This weekend, Red Bee delivered live and post-event services for multiple broadcasters during the global “One World: Together at Home” event, in support of global health care workers and the World Health Organization. One of these services involved delivering urgent Spanish translation subtitles to MTV and Comedy Central in Spain. The project was a great example of how our global platforms, real-time communication and collaborative approaches can deliver fantastic results under challenging circumstances and demands for a very fast turnaround.

Getting up at the crack of dawn on a Sunday to translate against the clock may not be everyone’s idea of an ideal weekend, but when the call went out within Red Bee for translators, techies and other staff who wanted to collaborate this weekend on the Global Citizen event in support of the WHO and global healthcare workers, the response was amazing.

The challenge was an interesting one – the two-hour event was to air overnight Europe time and the customer required fast-turnaround burnt-in subtitles ready for broadcast at lunchtime the next day. This meant pulling together a cross-area team of native English and Spanish translators, quality assurance, post production and project management experts, each one working from home, to create high quality broadcast translation subtitles in under 8 hours.

Luckily, we were already well prepared. Extremely fast turnarounds and remote working have long been a standard part of our day to day, and when the global COVID-19 crisis began, our access services teams around the world had taken advantage of our global technology platforms and Vault, our secure cloud asset management system to transform our operations and establish homeworking as the new normal for everyone.

These platforms have always allowed us to work collaboratively, and in this case it meant we could get the media transcoded and out to our translators quickly and securely, while sharing and updating style guides and glossaries on the fly. At the same time, the platform enables translators to chat in real-time to make sure that decisions made in terms of terminology and translation are consistent.
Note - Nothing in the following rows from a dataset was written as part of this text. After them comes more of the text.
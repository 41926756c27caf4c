//! # Cart
//!
//! Client-held purchase intent. A cart has no authority: its snapshots are stale as soon
//! as they are read, and it is reconciled against the ledger at every checkpoint
//! (see [`session::ShopperSession`]).

pub mod reconcile;
pub mod session;

pub use reconcile::*;
pub use session::*;

use crate::checkout::CheckoutLine;
use crate::model::{CatalogItem, ItemId};
use rust_decimal::Decimal;
use serde::{Deserialize, Serialize};
use tracing::warn;

/// Last-known item details, for display only.
#[derive(Debug, Clone, PartialEq, Eq, Serialize, Deserialize)]
pub struct ItemSnapshot {
    pub name: String,
    pub price: Decimal,
    pub stock: u32,
}

impl From<&CatalogItem> for ItemSnapshot {
    fn from(item: &CatalogItem) -> Self {
        Self {
            name: item.name.clone(),
            price: item.price,
            stock: item.stock(),
        }
    }
}

#[derive(Debug, Clone, PartialEq, Eq, Serialize, Deserialize)]
pub struct CartLine {
    pub item_id: ItemId,
    pub quantity: u32,
    pub snapshot: ItemSnapshot,
}

/// A shopper's cart, one line per item.
#[derive(Debug, Clone, Default, PartialEq, Eq, Serialize, Deserialize)]
pub struct Cart {
    lines: Vec<CartLine>,
}

impl Cart {
    pub fn new() -> Self {
        Self::default()
    }

    pub(crate) fn from_lines(lines: Vec<CartLine>) -> Self {
        Self { lines }
    }

    pub fn lines(&self) -> &[CartLine] {
        &self.lines
    }

    pub fn line(&self, item_id: ItemId) -> Option<&CartLine> {
        self.lines.iter().find(|l| l.item_id == item_id)
    }

    pub fn is_empty(&self) -> bool {
        self.lines.is_empty()
    }

    pub fn len(&self) -> usize {
        self.lines.len()
    }

    /// Adds `quantity` units, merging with an existing line and clamping to the item's
    /// stock as last seen. Returns the line's quantity afterwards (0 if nothing could be
    /// added).
    pub fn add(&mut self, item: &CatalogItem, quantity: u32) -> u32 {
        if quantity == 0 || !item.is_listed() {
            return self.line(item.id).map_or(0, |l| l.quantity);
        }

        let snapshot = ItemSnapshot::from(item);
        match self.lines.iter_mut().find(|l| l.item_id == item.id) {
            Some(line) => {
                line.quantity = line.quantity.saturating_add(quantity).min(item.stock());
                line.snapshot = snapshot;
                line.quantity
            }
            None => {
                let quantity = quantity.min(item.stock());
                self.lines.push(CartLine {
                    item_id: item.id,
                    quantity,
                    snapshot,
                });
                quantity
            }
        }
    }

    /// Sets a line's quantity; 0 removes it. Returns false if the item is not in the cart.
    pub fn set_quantity(&mut self, item_id: ItemId, quantity: u32) -> bool {
        if quantity == 0 {
            return self.remove(item_id);
        }
        match self.lines.iter_mut().find(|l| l.item_id == item_id) {
            Some(line) => {
                line.quantity = quantity;
                true
            }
            None => false,
        }
    }

    pub fn remove(&mut self, item_id: ItemId) -> bool {
        let before = self.lines.len();
        self.lines.retain(|l| l.item_id != item_id);
        self.lines.len() != before
    }

    pub fn clear(&mut self) {
        self.lines.clear();
    }

    /// Display total from the snapshots. Never used to price a sale.
    pub fn total(&self) -> Decimal {
        self.lines
            .iter()
            .map(|l| l.snapshot.price * Decimal::from(l.quantity))
            .sum()
    }

    pub fn checkout_lines(&self) -> Vec<CheckoutLine> {
        self.lines
            .iter()
            .map(|l| CheckoutLine::new(l.item_id, l.quantity))
            .collect()
    }

    pub fn to_json(&self) -> serde_json::Result<String> {
        serde_json::to_string(self)
    }

    /// Restores a persisted cart. Unreadable data yields an empty cart.
    pub fn from_json(data: &str) -> Self {
        if data.trim().is_empty() {
            return Self::default();
        }
        match serde_json::from_str(data) {
            Ok(cart) => cart,
            Err(e) => {
                warn!(error = %e, "Discarding unreadable persisted cart");
                Self::default()
            }
        }
    }
}

#[cfg(test)]
mod tests {
    use super::*;
    use crate::model::CatalogItemCreate;
    use rust_decimal_macros::dec;

    fn item(id: u32, price: Decimal, stock: u32) -> CatalogItem {
        CatalogItem::new(
            ItemId(id),
            CatalogItemCreate::unique(format!("lot {id}"), price).with_stock(stock),
        )
    }

    #[test]
    fn adding_twice_merges_and_clamps() {
        let mut cart = Cart::new();
        let vase = item(1, dec!(40), 3);

        assert_eq!(cart.add(&vase, 2), 2);
        assert_eq!(cart.add(&vase, 2), 3);
        assert_eq!(cart.len(), 1);
    }

    #[test]
    fn sold_items_cannot_be_added() {
        let mut cart = Cart::new();
        assert_eq!(cart.add(&item(1, dec!(40), 0), 1), 0);
        assert!(cart.is_empty());
    }

    #[test]
    fn zero_quantity_removes_the_line() {
        let mut cart = Cart::new();
        cart.add(&item(1, dec!(40), 1), 1);

        assert!(cart.set_quantity(ItemId(1), 0));
        assert!(cart.is_empty());
        assert!(!cart.set_quantity(ItemId(1), 2));
    }

    #[test]
    fn total_uses_snapshot_prices() {
        let mut cart = Cart::new();
        cart.add(&item(1, dec!(12.50), 2), 2);
        cart.add(&item(2, dec!(3), 1), 1);

        assert_eq!(cart.total(), dec!(28.00));
        assert_eq!(
            cart.checkout_lines(),
            vec![CheckoutLine::new(ItemId(1), 2), CheckoutLine::new(ItemId(2), 1)]
        );
    }

    #[test]
    fn persisted_cart_survives_a_reload() {
        let mut cart = Cart::new();
        cart.add(&item(7, dec!(19.99), 1), 1);

        let json = cart.to_json().unwrap();
        assert_eq!(Cart::from_json(&json), cart);
    }

    #[test]
    fn corrupt_persisted_cart_starts_empty() {
        assert!(Cart::from_json("{\"lines\": [oops").is_empty());
        assert!(Cart::from_json("").is_empty());
    }
}
//! # Sales Client
//!
//! Appends sale records and serves the reporting reads (history and aggregate).
use crate::model::{SaleHistory, SaleId, SaleRecord, SaleRecordCreate, SalesSummary};
use crate::sales_actor::SaleError;
use actor_framework::{ActorClient, FrameworkError, ResourceClient};
use async_trait::async_trait;
use std::time::Duration;
use tracing::{debug, instrument};

/// Client for interacting with the sales actor.
#[derive(Clone)]
pub struct SalesClient {
    inner: ResourceClient<SaleRecord>,
}

impl SalesClient {
    pub fn new(inner: ResourceClient<SaleRecord>) -> Self {
        Self { inner }
    }
}

#[async_trait]
impl ActorClient<SaleRecord> for SalesClient {
    type Error = SaleError;

    fn inner(&self) -> &ResourceClient<SaleRecord> {
        &self.inner
    }

    /// Keeps the delivered/not-delivered distinction the commit protocol needs.
    fn map_error(e: FrameworkError) -> Self::Error {
        match e {
            FrameworkError::NotFound(id) => SaleError::ActorCommunicationError(id),
            e @ FrameworkError::EntityError(_) => e
                .into_entity_error::<SaleError>()
                .unwrap_or_else(|other| SaleError::Rejected(other.to_string())),
            e if e.is_ambiguous() => SaleError::OutcomeUnknown(e.to_string()),
            e => SaleError::Unavailable(e.to_string()),
        }
    }
}

impl SalesClient {
    /// Appends one record. Never rejects on business grounds.
    #[instrument(skip(self))]
    pub async fn append(&self, record: SaleRecordCreate) -> Result<SaleId, SaleError> {
        debug!("Sending request");
        self.inner.create(record).await.map_err(Self::map_error)
    }

    /// Appends one record with two separate bounds, each `within` long.
    ///
    /// A mailbox that stays full means the record was never delivered, which is
    /// [`SaleError::Unavailable`]. Once delivered, a reply that does not arrive in time is
    /// [`SaleError::OutcomeUnknown`].
    #[instrument(skip(self))]
    pub async fn append_within(
        &self,
        record: SaleRecordCreate,
        within: Duration,
    ) -> Result<SaleId, SaleError> {
        debug!("Sending request");
        let pending = self
            .inner
            .submit_create(record, within)
            .await
            .map_err(Self::map_error)?;
        match tokio::time::timeout(within, pending.wait()).await {
            Ok(result) => result.map_err(Self::map_error),
            Err(_) => Err(SaleError::OutcomeUnknown(format!(
                "no reply within {within:?}"
            ))),
        }
    }

    #[instrument(skip(self))]
    pub async fn record(&self, id: SaleId) -> Result<SaleRecord, SaleError> {
        self.get(id).await?.ok_or(SaleError::NotFound(id))
    }

    /// Every record, newest first.
    #[instrument(skip(self))]
    pub async fn history(&self) -> Result<SaleHistory, SaleError> {
        Ok(SaleHistory::new(self.list().await?))
    }

    /// Transactions, units and revenue over the whole store.
    #[instrument(skip(self))]
    pub async fn summary(&self) -> Result<SalesSummary, SaleError> {
        Ok(self.history().await?.summary())
    }

    /// Attempts a delete so the store can refuse it; records are append-only.
    #[instrument(skip(self))]
    pub async fn remove(&self, id: SaleId) -> Result<(), SaleError> {
        self.delete(id).await
    }
}
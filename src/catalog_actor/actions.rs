//! Custom actions for the catalog actor.
//!
//! These are the stock-changing operations beyond plain CRUD. They are handled by
//! [`ActorEntity::handle_action`](actor_framework::ActorEntity::handle_action) for
//! [`CatalogItem`](crate::model::CatalogItem).

use crate::audit::AuditReport;
use crate::model::{CatalogItem, SaleId};

/// Custom actions for catalog items.
#[derive(Debug, Clone)]
pub enum CatalogAction {
    /// Reads the current stock level.
    CheckStock,
    /// Commits a sale: decrements stock and appends a sale record as one unit.
    ///
    /// # Errors
    /// Fails with a conflict carrying the remaining stock when the item cannot cover the
    /// quantity, and with a durability failure when the record cannot be confirmed.
    Sell(u32),
    /// Re-lists the item with stock 1. Idempotent.
    Restore,
    /// Sets stock to an absolute value; `sold` follows.
    SetStock(u32),
    /// Reconciles the item's counters against its sale records while no sale of it can
    /// commit.
    Audit,
}

/// Results from CatalogActions - variants match 1:1 with CatalogAction
#[derive(Debug, Clone)]
pub enum CatalogActionResult {
    CheckStock(u32),
    Sell(SaleReceipt),
    Restore(CatalogItem),
    SetStock(CatalogItem),
    Audit(AuditReport),
}

/// Outcome of a committed sale.
#[derive(Debug, Clone, PartialEq)]
pub struct SaleReceipt {
    /// The item after the decrement.
    pub item: CatalogItem,
    pub sale_id: SaleId,
    pub quantity: u32,
}
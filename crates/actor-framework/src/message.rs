//! # Generic Messages
//!
//! Request envelopes exchanged between a [`ResourceClient`](crate::ResourceClient) and its
//! [`ResourceActor`](crate::ResourceActor).

use crate::entity::ActorEntity;
use crate::error::FrameworkError;
use tokio::sync::oneshot;

/// Type alias for the one-shot response channel used by actors.
pub type Response<T> = oneshot::Sender<Result<T, FrameworkError>>;

/// A request to the actor owning a collection of `T`.
///
/// The variants are the resource lifecycle (create, read, update, delete), a
/// whole-collection read (`List`) and `Action` for entity-specific operations such as
/// selling stock. Payload types come from the [`ActorEntity`] associated types, so a
/// catalog payload can never be sent to the sales actor.
#[derive(Debug)]
pub enum ResourceRequest<T: ActorEntity> {
    Create {
        params: T::Create,
        respond_to: Response<T::Id>,
    },
    Get {
        id: T::Id,
        respond_to: Response<Option<T>>,
    },
    /// Snapshot of every entity the actor currently owns, in no particular order.
    List {
        respond_to: Response<Vec<T>>,
    },
    Update {
        id: T::Id,
        update: T::Update,
        respond_to: Response<T>,
    },
    Delete {
        id: T::Id,
        respond_to: Response<()>,
    },
    Action {
        id: T::Id,
        action: T::Action,
        respond_to: Response<T::ActionResult>,
    },
}
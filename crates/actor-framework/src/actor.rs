//! # Generic Actor Server
//!
//! The `ResourceActor` owns a collection of entities and processes requests for it one at
//! a time. Sequential processing is what linearizes state changes: two requests against
//! the same entity can never interleave, so a read-check-write inside a hook is atomic.

use crate::client::ResourceClient;
use crate::entity::ActorEntity;
use crate::error::FrameworkError;
use crate::message::{ResourceRequest, Response};
use std::collections::HashMap;
use tokio::sync::mpsc;
use tracing::{debug, info, warn};

/// The generic actor that manages a collection of entities.
///
/// This is the server half: it owns the `store` and the receiving end of the channel.
/// No `Mutex` guards the store because only this task ever touches it.
///
/// # Usage Pattern
///
/// 1. **Create**: `ResourceActor::new(buffer)` returns the actor and a client.
/// 2. **Wire**: pass dependencies (other clients) into `actor.run(context)`.
/// 3. **Run**: spawn the run loop on Tokio; drop every client to stop it.
///
/// # Operations
///
/// * **Create**: allocates the next `u32` id, builds the entity with
///   `from_create_params`, runs `on_create`, then stores it.
/// * **Get** / **List**: clone out of the store.
/// * **Update**: runs `on_update` against the stored entity in place.
/// * **Delete**: runs `on_delete`; the entity is removed only if the hook agrees.
/// * **Action**: runs `handle_action` against the stored entity in place.
pub struct ResourceActor<T: ActorEntity> {
    receiver: mpsc::Receiver<ResourceRequest<T>>,
    store: HashMap<T::Id, T>,
    next_id: u32,
}

impl<T: ActorEntity> ResourceActor<T> {
    /// Creates a new `ResourceActor` and its associated `ResourceClient`.
    ///
    /// `buffer_size` is the mpsc capacity; senders wait when it is full.
    pub fn new(buffer_size: usize) -> (Self, ResourceClient<T>) {
        let (sender, receiver) = mpsc::channel(buffer_size);
        let actor = Self {
            receiver,
            store: HashMap::new(),
            next_id: 1,
        };
        let client = ResourceClient::new(sender);
        (actor, client)
    }

    /// Runs the actor's event loop until every client has been dropped.
    ///
    /// `context` is lent to every hook for the lifetime of the loop.
    pub async fn run(mut self, context: T::Context) {
        let entity_type = entity_type::<T>();
        info!(entity_type, "Actor started");

        while let Some(msg) = self.receiver.recv().await {
            match msg {
                ResourceRequest::Create { params, respond_to } => {
                    debug!(entity_type, ?params, "Create");
                    reply(respond_to, self.create(params, &context).await);
                }
                ResourceRequest::Get { id, respond_to } => {
                    let item = self.store.get(&id).cloned();
                    debug!(entity_type, %id, found = item.is_some(), "Get");
                    reply(respond_to, Ok(item));
                }
                ResourceRequest::List { respond_to } => {
                    debug!(entity_type, size = self.store.len(), "List");
                    reply(respond_to, Ok(self.store.values().cloned().collect()));
                }
                ResourceRequest::Update {
                    id,
                    update,
                    respond_to,
                } => {
                    debug!(entity_type, %id, ?update, "Update");
                    reply(respond_to, self.update(id, update, &context).await);
                }
                ResourceRequest::Delete { id, respond_to } => {
                    debug!(entity_type, %id, "Delete");
                    reply(respond_to, self.delete(id, &context).await);
                }
                ResourceRequest::Action {
                    id,
                    action,
                    respond_to,
                } => {
                    debug!(entity_type, %id, ?action, "Action");
                    reply(respond_to, self.action(id, action, &context).await);
                }
            }
        }

        info!(entity_type, size = self.store.len(), "Shutdown");
    }

    /// The id is only consumed when the entity is actually stored.
    async fn create(
        &mut self,
        params: T::Create,
        context: &T::Context,
    ) -> Result<T::Id, FrameworkError> {
        let entity_type = entity_type::<T>();
        let id = T::Id::from(self.next_id);

        let mut item = T::from_create_params(id.clone(), params).map_err(|e| {
            warn!(entity_type, error = %e, "Create failed");
            entity_error(e)
        })?;
        item.on_create(context).await.map_err(|e| {
            warn!(entity_type, error = %e, "on_create failed");
            entity_error(e)
        })?;

        self.next_id += 1;
        self.store.insert(id.clone(), item);
        info!(entity_type, %id, size = self.store.len(), "Created");
        Ok(id)
    }

    async fn update(
        &mut self,
        id: T::Id,
        update: T::Update,
        context: &T::Context,
    ) -> Result<T, FrameworkError> {
        let entity_type = entity_type::<T>();
        let item = self.store.get_mut(&id).ok_or_else(|| not_found::<T>(&id))?;
        item.on_update(update, context).await.map_err(|e| {
            warn!(entity_type, %id, error = %e, "Update failed");
            entity_error(e)
        })?;
        info!(entity_type, %id, "Updated");
        Ok(item.clone())
    }

    async fn delete(&mut self, id: T::Id, context: &T::Context) -> Result<(), FrameworkError> {
        let entity_type = entity_type::<T>();
        let item = self.store.get(&id).ok_or_else(|| not_found::<T>(&id))?;
        item.on_delete(context).await.map_err(|e| {
            warn!(entity_type, %id, error = %e, "on_delete refused");
            entity_error(e)
        })?;
        self.store.remove(&id);
        info!(entity_type, %id, size = self.store.len(), "Deleted");
        Ok(())
    }

    async fn action(
        &mut self,
        id: T::Id,
        action: T::Action,
        context: &T::Context,
    ) -> Result<T::ActionResult, FrameworkError> {
        let entity_type = entity_type::<T>();
        let item = self.store.get_mut(&id).ok_or_else(|| not_found::<T>(&id))?;
        match item.handle_action(action, context).await {
            Ok(result) => {
                info!(entity_type, %id, "Action ok");
                Ok(result)
            }
            Err(e) => {
                warn!(entity_type, %id, error = %e, "Action failed");
                Err(entity_error(e))
            }
        }
    }
}

/// Short type name used as the `entity_type` log field.
fn entity_type<T>() -> &'static str {
    std::any::type_name::<T>()
        .rsplit("::")
        .next()
        .unwrap_or("Unknown")
}

fn entity_error<E: std::error::Error + Send + Sync + 'static>(e: E) -> FrameworkError {
    FrameworkError::EntityError(Box::new(e))
}

fn not_found<T: ActorEntity>(id: &T::Id) -> FrameworkError {
    warn!(entity_type = entity_type::<T>(), %id, "Not found");
    FrameworkError::NotFound(id.to_string())
}

/// A caller that gave up waiting has dropped its receiver; nothing to do then.
fn reply<R>(respond_to: Response<R>, result: Result<R, FrameworkError>) {
    let _ = respond_to.send(result);
}
//! # Catalog Actor
//!
//! The stock ledger: one actor owns every [`CatalogItem`] and applies requests to them one
//! at a time, which linearizes concurrent sales of the same item. The sale commit protocol
//! runs inside that actor as the [`CatalogAction::Sell`] action.
//!
//! ## Structure
//!
//! - [`entity`] - [`ActorEntity`](actor_framework::ActorEntity) implementation and commit protocol
//! - [`ledger`] - stock rules (`decrement`, `restore`, `set_stock`) and input validation
//! - [`error`] - [`CatalogError`], with remaining stock on every conflict
//! - [`actions`] - [`CatalogAction`] / [`CatalogActionResult`]
//! - [`new()`] - Factory function that creates the actor and client
//!
//! ## Usage
//!
//! ```rust
//! use stockroom::catalog_actor::{self, CommitContext};
//! use stockroom::model::CatalogItemCreate;
//! use stockroom::sales_actor;
//! use rust_decimal::Decimal;
//! use std::time::Duration;
//!
//! #[tokio::main]
//! async fn main() -> Result<(), Box<dyn std::error::Error>> {
//!     let (sales_actor, sales) = sales_actor::new(32);
//!     let (catalog_actor, catalog) = catalog_actor::new(32);
//!
//!     tokio::spawn(sales_actor.run(()));
//!     tokio::spawn(catalog_actor.run(CommitContext::new(sales, Duration::from_secs(2))));
//!
//!     let id = catalog
//!         .create_item(CatalogItemCreate::unique("Oak chest", Decimal::new(450, 0)))
//!         .await?;
//!     let receipt = catalog.sell(id, 1).await?;
//!     assert!(receipt.item.is_sold());
//!     Ok(())
//! }
//! ```

pub mod actions;
pub mod entity;
pub mod error;
pub mod ledger;

pub use actions::*;
pub use error::*;
pub use ledger::validate_quantity;

use crate::clients::{CatalogClient, SalesClient};
use crate::model::CatalogItem;
use actor_framework::ResourceActor;
use std::time::Duration;

/// Dependencies injected into the catalog actor at `run()`.
#[derive(Clone)]
pub struct CommitContext {
    /// Where committed sales are recorded.
    pub sales: SalesClient,
    /// Bounds every wait on the sale record store. A record delivered but not answered
    /// within it has an unknown outcome.
    pub append_timeout: Duration,
}

impl CommitContext {
    pub fn new(sales: SalesClient, append_timeout: Duration) -> Self {
        Self {
            sales,
            append_timeout,
        }
    }
}

/// Creates a new catalog actor and its client.
pub fn new(buffer_size: usize) -> (ResourceActor<CatalogItem>, CatalogClient) {
    let (actor, generic_client) = ResourceActor::new(buffer_size);
    (actor, CatalogClient::new(generic_client))
}
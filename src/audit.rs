//! Unit accounting per item: every issued unit is either in stock, sold, or written off.

use crate::model::{CatalogItem, ItemId, SaleHistory};
use serde::Serialize;
use std::fmt::{self, Display};

#[derive(Debug, Clone, Copy, PartialEq, Eq, Serialize)]
pub struct AuditReport {
    pub item_id: ItemId,
    pub issued: u64,
    pub stock: u64,
    pub written_off: u64,
    /// Units across all sale records for the item.
    pub sold_units: u64,
}

impl AuditReport {
    pub fn compute(item: &CatalogItem, history: &SaleHistory) -> Self {
        Self {
            item_id: item.id,
            issued: item.issued(),
            stock: item.stock().into(),
            written_off: item.written_off(),
            sold_units: history
                .for_item(item.id)
                .map(|r| u64::from(r.quantity))
                .sum(),
        }
    }

    /// `sold_units + stock + written_off == issued`.
    pub fn is_balanced(&self) -> bool {
        self.sold_units + self.stock + self.written_off == self.issued
    }

    /// Positive when more units are accounted for than were issued (a lost rollback or
    /// duplicate record), negative when units are missing (a decrement with no record).
    pub fn discrepancy(&self) -> i128 {
        i128::from(self.sold_units + self.stock + self.written_off) - i128::from(self.issued)
    }
}

impl Display for AuditReport {
    fn fmt(&self, f: &mut fmt::Formatter<'_>) -> fmt::Result {
        write!(
            f,
            "{}: issued {} = sold {} + stock {} + written off {}{}",
            self.item_id,
            self.issued,
            self.sold_units,
            self.stock,
            self.written_off,
            if self.is_balanced() { "" } else { " (UNBALANCED)" }
        )
    }
}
The challenge when working to such a tight deadline is that the content needs to be split between several translators and the review stage needs to be extra strict to check coherence. Any slight delay can have a knock-on effect and everyone needs to be at the top of their game when there’s so little margin for error.

While the native English speakers in the team ensured translators had accurate transcripts to work from, and provided real-time terminology input and advice, Spanish native subtitlers were busy translating and creating subtitles against the clock. As soon as each section was finished, subtitle files were proofed and reviewed by our quality controllers and compliance team before being sent to post-production to burn in the final broadcast copy for transmission. It required a real assembly line of experts, each contributing as quickly and efficiently as possible to deliver the final result.

In our own small way, we mirrored the event itself in the way we managed this project, pulling together amazingly talented people to collaborate online from their homes. I at least felt honored to be a part of it.

Admittedly, my own contribution was minimal – it had been an awful long time since I’ve done any real translating myself, so although the production team humored me and let me feel like I was participating, I have to admit I spent Sunday morning drinking coffee, singing along to Safety Dance and piping up with suggested translation strategies which our amazing translators really had no need of.

What did strike me was just how far we have come in terms of being able to work collaboratively like this.

We really were One World: Together at Home.

Diana Sanchez, Head of Business Development, Access Services; Red Bee Media

Diana Sanchez is Head of Business Development for Access Services at Red Bee Media. She is based in Barcelona and in a previous life was an audiovisual translator and subtitler.